Today marks a much-loved date on the calendar, and there’s another opportunity to share the love on February 14th.
The love of reading, that is.
International Book Giving Day aims to get books into the hands of as many children as possible – with your help.
“The whole idea began in 2012, literally days before the 14th February,” says the initiative’s current leader, Emma Perry. “When I saw it hit social media, I contacted Amy Broadmoore (the blogger who founded the idea) to ask what help they needed. Then, in 2014, when Amy didn't feel able to continue, she asked if I would take over the reins.”
The 100 per cent volunteer initiative has taken off in the following years, as the idea of increasing children’s access to books hit a nerve with people around the world.
“Since 2012 it has grown so much,” says Perry, who is based in the U.K. “Every year I'm gobsmacked by how many wonderful people, in all corners of the globe, celebrate this day by gifting books to children – and they are just the ones we manage to hear about. I've a sneaky suspicion there are even more!”
Here are some ideas to get involved:
Kids need books everywhere they go – think of all the places kids are sitting around, waiting and bored – so think about donating to your local services.
Go through your children’s bookshelves, find any books that are unwanted or that your child has outgrown, and deliver them to your local doctor's surgery, childcare centre, hospital, school, library or kindergarten.
You can have some fun with Book Giving Day by leaving books in places for kids to discover them.

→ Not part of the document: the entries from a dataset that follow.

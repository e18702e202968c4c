use thiserror::Error;

/// Small arithmetic evaluator behind the /calc command. Recursive descent
/// over a token stream; no dynamic evaluation of anything user-controlled
/// beyond plain math.
#[derive(Debug, Error, PartialEq)]
pub enum CalcError {
    #[error("unexpected character '{0}'")]
    UnexpectedChar(char),
    #[error("unexpected end of expression")]
    UnexpectedEnd,
    #[error("unexpected token near '{0}'")]
    UnexpectedToken(String),
    #[error("unknown function '{0}'")]
    UnknownFunction(String),
    #[error("unknown constant '{0}'")]
    UnknownConstant(String),
    #[error("division by zero")]
    DivisionByZero,
}

#[derive(Debug, Clone, PartialEq)]
enum Token {
    Number(f64),
    Ident(String),
    Plus,
    Minus,
    Star,
    Slash,
    Percent,
    Caret,
    LParen,
    RParen,
}

fn tokenize(input: &str) -> Result<Vec<Token>, CalcError> {
    let mut tokens = Vec::new();
    let mut chars = input.chars().peekable();

    while let Some(&c) = chars.peek() {
        match c {
            ' ' | '\t' => {
                chars.next();
            }
            '0'..='9' | '.' => {
                let mut number = String::new();
                while let Some(&d) = chars.peek() {
                    if d.is_ascii_digit() || d == '.' {
                        number.push(d);
                        chars.next();
                    } else {
                        break;
                    }
                }
                let value = number
                    .parse()
                    .map_err(|_| CalcError::UnexpectedToken(number.clone()))?;
                tokens.push(Token::Number(value));
            }
            'a'..='z' | 'A'..='Z' | '_' => {
                let mut ident = String::new();
                while let Some(&d) = chars.peek() {
                    if d.is_ascii_alphanumeric() || d == '_' {
                        ident.push(d);
                        chars.next();
                    } else {
                        break;
                    }
                }
                tokens.push(Token::Ident(ident.to_lowercase()));
            }
            '+' => {
                chars.next();
                tokens.push(Token::Plus);
            }
            '-' => {
                chars.next();
                tokens.push(Token::Minus);
            }
            '*' => {
                chars.next();
                tokens.push(Token::Star);
            }
            '/' => {
                chars.next();
                tokens.push(Token::Slash);
            }
            '%' => {
                chars.next();
                tokens.push(Token::Percent);
            }
            '^' => {
                chars.next();
                tokens.push(Token::Caret);
            }
            '(' => {
                chars.next();
                tokens.push(Token::LParen);
            }
            ')' => {
                chars.next();
                tokens.push(Token::RParen);
            }
            other => return Err(CalcError::UnexpectedChar(other)),
        }
    }

    Ok(tokens)
}

struct Parser {
    tokens: Vec<Token>,
    pos: usize,
}

impl Parser {
    fn peek(&self) -> Option<&Token> {
        self.tokens.get(self.pos)
    }

    fn next(&mut self) -> Option<Token> {
        let token = self.tokens.get(self.pos).cloned();
        if token.is_some() {
            self.pos += 1;
        }
        token
    }

    fn expect(&mut self, token: Token) -> Result<(), CalcError> {
        match self.next() {
            Some(t) if t == token => Ok(()),
            Some(t) => Err(CalcError::UnexpectedToken(format!("{:?}", t))),
            None => Err(CalcError::UnexpectedEnd),
        }
    }

    // expr := term (('+' | '-') term)*
    fn expr(&mut self) -> Result<f64, CalcError> {
        let mut value = self.term()?;
        loop {
            match self.peek() {
                Some(Token::Plus) => {
                    self.next();
                    value += self.term()?;
                }
                Some(Token::Minus) => {
                    self.next();
                    value -= self.term()?;
                }
                _ => return Ok(value),
            }
        }
    }

    // term := unary (('*' | '/' | '%') unary)*
    fn term(&mut self) -> Result<f64, CalcError> {
        let mut value = self.unary()?;
        loop {
            match self.peek() {
                Some(Token::Star) => {
                    self.next();
                    value *= self.unary()?;
                }
                Some(Token::Slash) => {
                    self.next();
                    let rhs = self.unary()?;
                    if rhs == 0.0 {
                        return Err(CalcError::DivisionByZero);
                    }
                    value /= rhs;
                }
                Some(Token::Percent) => {
                    self.next();
                    let rhs = self.unary()?;
                    if rhs == 0.0 {
                        return Err(CalcError::DivisionByZero);
                    }
                    value %= rhs;
                }
                _ => return Ok(value),
            }
        }
    }

    // unary := '-' unary | power
    fn unary(&mut self) -> Result<f64, CalcError> {
        if matches!(self.peek(), Some(Token::Minus)) {
            self.next();
            return Ok(-self.unary()?);
        }
        self.power()
    }

    // power := primary ('^' unary)?   (right-associative)
    fn power(&mut self) -> Result<f64, CalcError> {
        let base = self.primary()?;
        if matches!(self.peek(), Some(Token::Caret)) {
            self.next();
            let exponent = self.unary()?;
            return Ok(base.powf(exponent));
        }
        Ok(base)
    }

    fn primary(&mut self) -> Result<f64, CalcError> {
        match self.next() {
            Some(Token::Number(value)) => Ok(value),
            Some(Token::LParen) => {
                let value = self.expr()?;
                self.expect(Token::RParen)?;
                Ok(value)
            }
            Some(Token::Ident(name)) => {
                if matches!(self.peek(), Some(Token::LParen)) {
                    self.next();
                    let arg = self.expr()?;
                    self.expect(Token::RParen)?;
                    apply_function(&name, arg)
                } else {
                    match name.as_str() {
                        "pi" => Ok(std::f64::consts::PI),
                        "e" => Ok(std::f64::consts::E),
                        _ => Err(CalcError::UnknownConstant(name)),
                    }
                }
            }
            Some(token) => Err(CalcError::UnexpectedToken(format!("{:?}", token))),
            None => Err(CalcError::UnexpectedEnd),
        }
    }
}

fn apply_function(name: &str, arg: f64) -> Result<f64, CalcError> {
    match name {
        "sqrt" => Ok(arg.sqrt()),
        "sin" => Ok(arg.sin()),
        "cos" => Ok(arg.cos()),
        "tan" => Ok(arg.tan()),
        "ln" => Ok(arg.ln()),
        "log" => Ok(arg.log10()),
        "abs" => Ok(arg.abs()),
        "floor" => Ok(arg.floor()),
        "ceil" => Ok(arg.ceil()),
        other => Err(CalcError::UnknownFunction(other.to_string())),
    }
}

pub fn evaluate(input: &str) -> Result<f64, CalcError> {
    let tokens = tokenize(input)?;
    if tokens.is_empty() {
        return Err(CalcError::UnexpectedEnd);
    }
    let mut parser = Parser { tokens, pos: 0 };
    let value = parser.expr()?;
    if let Some(token) = parser.peek() {
        return Err(CalcError::UnexpectedToken(format!("{:?}", token)));
    }
    Ok(value)
}

#[cfg(test)]
mod tests {
    use super::*;

    fn eval(s: &str) -> f64 {
        evaluate(s).unwrap()
    }

    #[test]
    fn test_basic_arithmetic() {
        assert_eq!(eval("1 + 2 * 3"), 7.0);
        assert_eq!(eval("(1 + 2) * 3"), 9.0);
        assert_eq!(eval("10 / 4"), 2.5);
        assert_eq!(eval("10 % 3"), 1.0);
        assert_eq!(eval("2 ^ 10"), 1024.0);
    }

    #[test]
    fn test_unary_minus_and_precedence() {
        assert_eq!(eval("-3 + 5"), 2.0);
        assert_eq!(eval("-(2 + 3)"), -5.0);
        assert_eq!(eval("2 * -3"), -6.0);
        // Right-associative power.
        assert_eq!(eval("2 ^ 3 ^ 2"), 512.0);
    }

    #[test]
    fn test_functions_and_constants() {
        assert_eq!(eval("sqrt(16)"), 4.0);
        assert_eq!(eval("abs(-7)"), 7.0);
        assert_eq!(eval("floor(2.9)"), 2.0);
        assert_eq!(eval("ceil(2.1)"), 3.0);
        assert!((eval("sin(pi)")).abs() < 1e-10);
        assert!((eval("ln(e)") - 1.0).abs() < 1e-10);
        assert_eq!(eval("log(1000)").round(), 3.0);
    }

    #[test]
    fn test_errors() {
        assert_eq!(evaluate("1 / 0"), Err(CalcError::DivisionByZero));
        assert_eq!(evaluate(""), Err(CalcError::UnexpectedEnd));
        assert_eq!(evaluate("1 +"), Err(CalcError::UnexpectedEnd));
        assert!(matches!(evaluate("1 @ 2"), Err(CalcError::UnexpectedChar('@'))));
        assert!(matches!(
            evaluate("nope(3)"),
            Err(CalcError::UnknownFunction(_))
        ));
        assert!(matches!(
            evaluate("nope"),
            Err(CalcError::UnknownConstant(_))
        ));
        assert!(matches!(evaluate("1 2"), Err(CalcError::UnexpectedToken(_))));
    }
}
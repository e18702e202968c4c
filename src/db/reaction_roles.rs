use super::Database;

#[derive(Debug, Clone)]
pub struct ReactionRoleRecord {
    pub channel_id: String,
    pub message_id: String,
    pub emoji: String,
    pub role_id: String,
}

impl Database {
    /// Registers an emoji → role mapping. The mapping starts unbound
    /// (message_id '0') until a /roles panel is posted.
    pub fn add_reaction_role(
        &self,
        guild_id: &str,
        channel_id: &str,
        emoji: &str,
        role_id: &str,
    ) -> anyhow::Result<()> {
        let conn = self.lock();
        conn.execute(
            "INSERT OR REPLACE INTO reaction_roles (guild_id, channel_id, message_id, emoji, role_id)
             VALUES (?1, ?2, '0', ?3, ?4)",
            (guild_id, channel_id, emoji, role_id),
        )?;
        Ok(())
    }

    pub fn remove_reaction_role(&self, message_id: &str, emoji: &str) -> anyhow::Result<usize> {
        let conn = self.lock();
        let count = conn.execute(
            "DELETE FROM reaction_roles WHERE message_id = ?1 AND emoji = ?2",
            (message_id, emoji),
        )?;
        Ok(count)
    }

    pub fn update_reaction_role(
        &self,
        message_id: &str,
        emoji: &str,
        role_id: &str,
    ) -> anyhow::Result<usize> {
        let conn = self.lock();
        let count = conn.execute(
            "UPDATE reaction_roles SET role_id = ?1 WHERE message_id = ?2 AND emoji = ?3",
            (role_id, message_id, emoji),
        )?;
        Ok(count)
    }

    pub fn list_reaction_roles(&self, guild_id: &str) -> anyhow::Result<Vec<ReactionRoleRecord>> {
        let conn = self.lock();
        let mut stmt = conn.prepare(
            "SELECT channel_id, message_id, emoji, role_id
             FROM reaction_roles WHERE guild_id = ?1 ORDER BY channel_id",
        )?;
        let rows = stmt.query_map([guild_id], |row| {
            Ok(ReactionRoleRecord {
                channel_id: row.get(0)?,
                message_id: row.get(1)?,
                emoji: row.get(2)?,
                role_id: row.get(3)?,
            })
        })?;

        let mut results = Vec::new();
        for row in rows {
            results.push(row?);
        }
        Ok(results)
    }

    /// Binds every unbound mapping in the guild to a freshly posted panel
    /// message and tracks the message for reaction dispatch.
    pub fn bind_reaction_panel(
        &self,
        guild_id: &str,
        channel_id: &str,
        message_id: &str,
    ) -> anyhow::Result<()> {
        let conn = self.lock();
        conn.execute(
            "UPDATE reaction_roles SET message_id = ?1, channel_id = ?2
             WHERE guild_id = ?3 AND message_id = '0'",
            (message_id, channel_id, guild_id),
        )?;
        conn.execute(
            "INSERT OR IGNORE INTO reaction_role_messages (guild_id, channel_id, message_id)
             VALUES (?1, ?2, ?3)",
            (guild_id, channel_id, message_id),
        )?;
        Ok(())
    }

    pub fn is_reaction_panel(&self, message_id: &str) -> anyhow::Result<bool> {
        let conn = self.lock();
        let mut stmt =
            conn.prepare("SELECT 1 FROM reaction_role_messages WHERE message_id = ?1")?;
        Ok(stmt.exists([message_id])?)
    }

    pub fn role_for_reaction(
        &self,
        message_id: &str,
        emoji: &str,
    ) -> anyhow::Result<Option<String>> {
        let conn = self.lock();
        let mut stmt = conn.prepare(
            "SELECT role_id FROM reaction_roles WHERE message_id = ?1 AND emoji = ?2",
        )?;
        let mut rows = stmt.query((message_id, emoji))?;

        if let Some(row) = rows.next()? {
            Ok(Some(row.get(0)?))
        } else {
            Ok(None)
        }
    }
}

#[cfg(test)]
mod tests {
    use super::super::test_utils::test_db;

    #[test]
    fn test_add_bind_and_lookup() {
        let db = test_db();

        db.add_reaction_role("g1", "0", "🔴", "100").unwrap();
        db.add_reaction_role("g1", "0", "🔵", "200").unwrap();

        // Not dispatched before a panel exists.
        assert!(!db.is_reaction_panel("555").unwrap());

        db.bind_reaction_panel("g1", "c1", "555").unwrap();
        assert!(db.is_reaction_panel("555").unwrap());
        assert_eq!(
            db.role_for_reaction("555", "🔴").unwrap(),
            Some("100".to_string())
        );
        assert_eq!(db.role_for_reaction("555", "🟢").unwrap(), None);

        let listed = db.list_reaction_roles("g1").unwrap();
        assert_eq!(listed.len(), 2);
        assert!(listed.iter().all(|r| r.message_id == "555"));
    }

    #[test]
    fn test_edit_and_remove() {
        let db = test_db();
        db.add_reaction_role("g1", "0", "🔴", "100").unwrap();
        db.bind_reaction_panel("g1", "c1", "555").unwrap();

        assert_eq!(db.update_reaction_role("555", "🔴", "300").unwrap(), 1);
        assert_eq!(
            db.role_for_reaction("555", "🔴").unwrap(),
            Some("300".to_string())
        );

        assert_eq!(db.remove_reaction_role("555", "🔴").unwrap(), 1);
        assert_eq!(db.role_for_reaction("555", "🔴").unwrap(), None);
        assert_eq!(db.remove_reaction_role("555", "🔴").unwrap(), 0);
    }
}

There’s lots of creative inspiration on the International Book Giving Day website, including:
• "the setup of a book swapping and donating Facebook group by a bunch of book-lovers in Hungary
• a Polish Saturday school in Spain that has started a ‘Give a book for Valentine’s Day’ action
• encouraging not just donations, but one Indian woman shared her plans to get adults and kids reading books to those who can’t read
• leaving books at bus stops, skating rinks, waiting rooms and parks in different parts of the world, and
• “I am going to wrap up five of my books and put them in places, not hidden, where people can find them,” shared a U.K. author on the site.
Donate to the Indigenous Literacy Foundation
International Book Giving Day encourages donations to not-for-profit organisations.
One that we can all get behind in Australia is the Indigenous Literacy Foundation (ILF), which aims to improve Indigenous children’s literacy and educational opportunities.
A core program of the ILF is called Book Supply, which sees books and literary resources gifted to remote communities.
“The best way is to give a donation of money – not of a book, and the reason for that is our Book Supply program is very specific,” says ILF executive director, Karen Williams. “We want these children’s experience with books to be wonderful; we don’t give them second-hand books, and 40 per cent of the books we buy are written and illustrated by Indigenous authors and illustrators.”
“These are kids who might only have two or three books in their home, and books are a building block to literacy.”
See the ILF website to donate.
“We want these children’s experience with books to be wonderful; we don’t give them second-hand books, and 40 per cent of the books we buy are written and illustrated by Indigenous authors and illustrators.”
Spread the word
Part of the fun of Book Giving Day is connecting with others who are making similar efforts across the globe.
“Have a look through the wonderful bookmarks designed for 2017 by award-winning (Canadian) children's illustrator Marianne Dubuc,” Perry suggests. “Print them out and tuck them into the books you plan to gift on #bookgivingday.”
You can share the ways you’ve given books by using the social media hashtag: #bookgivingday.